_Data section_
- Opening Delimiter -
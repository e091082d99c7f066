//! Post entity for SeaORM.

use sea_orm::entity::prelude::*;
use sea_orm::{NotSet, Set};

use posts_core::domain::{NewPost, Post};

#[derive(Clone, Debug, PartialEq, Eq, DeriveEntityModel)]
#[sea_orm(table_name = "posts")]
pub struct Model {
    #[sea_orm(primary_key)]
    pub id: i64,
    pub title: String,
    #[sea_orm(column_type = "Text")]
    pub content: String,
    pub author_id: i64,
    pub author_name: String,
    pub author_email: String,
    pub created_at: DateTimeWithTimeZone,
    pub updated_at: DateTimeWithTimeZone,
}

#[derive(Copy, Clone, Debug, EnumIter, DeriveRelation)]
pub enum Relation {}

impl ActiveModelBehavior for ActiveModel {}

/// Conversion from SeaORM Model to Domain Post.
impl From<Model> for Post {
    fn from(model: Model) -> Self {
        Self {
            id: model.id,
            title: model.title,
            content: model.content,
            author_id: model.author_id,
            author_name: model.author_name,
            author_email: model.author_email,
            created_at: model.created_at.into(),
            updated_at: model.updated_at.into(),
        }
    }
}

/// Insert model: the id is left to the database sequence.
impl From<NewPost> for ActiveModel {
    fn from(post: NewPost) -> Self {
        Self {
            id: NotSet,
            title: Set(post.title),
            content: Set(post.content),
            author_id: Set(post.author_id),
            author_name: Set(post.author_name),
            author_email: Set(post.author_email),
            created_at: Set(post.created_at.into()),
            updated_at: Set(post.updated_at.into()),
        }
    }
}

/// Full-row update model.
impl From<Post> for ActiveModel {
    fn from(post: Post) -> Self {
        Self {
            id: Set(post.id),
            title: Set(post.title),
            content: Set(post.content),
            author_id: Set(post.author_id),
            author_name: Set(post.author_name),
            author_email: Set(post.author_email),
            created_at: Set(post.created_at.into()),
            updated_at: Set(post.updated_at.into()),
        }
    }
}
- Closing Delimiter -
_What the task asks_
Your task is to copy each line of the material that contains the word "impl".

_Your solution_
impl ActiveModelBehavior for ActiveModel {}
impl From<Model> for Post {
impl From<NewPost> for ActiveModel {
impl From<Post> for ActiveModel {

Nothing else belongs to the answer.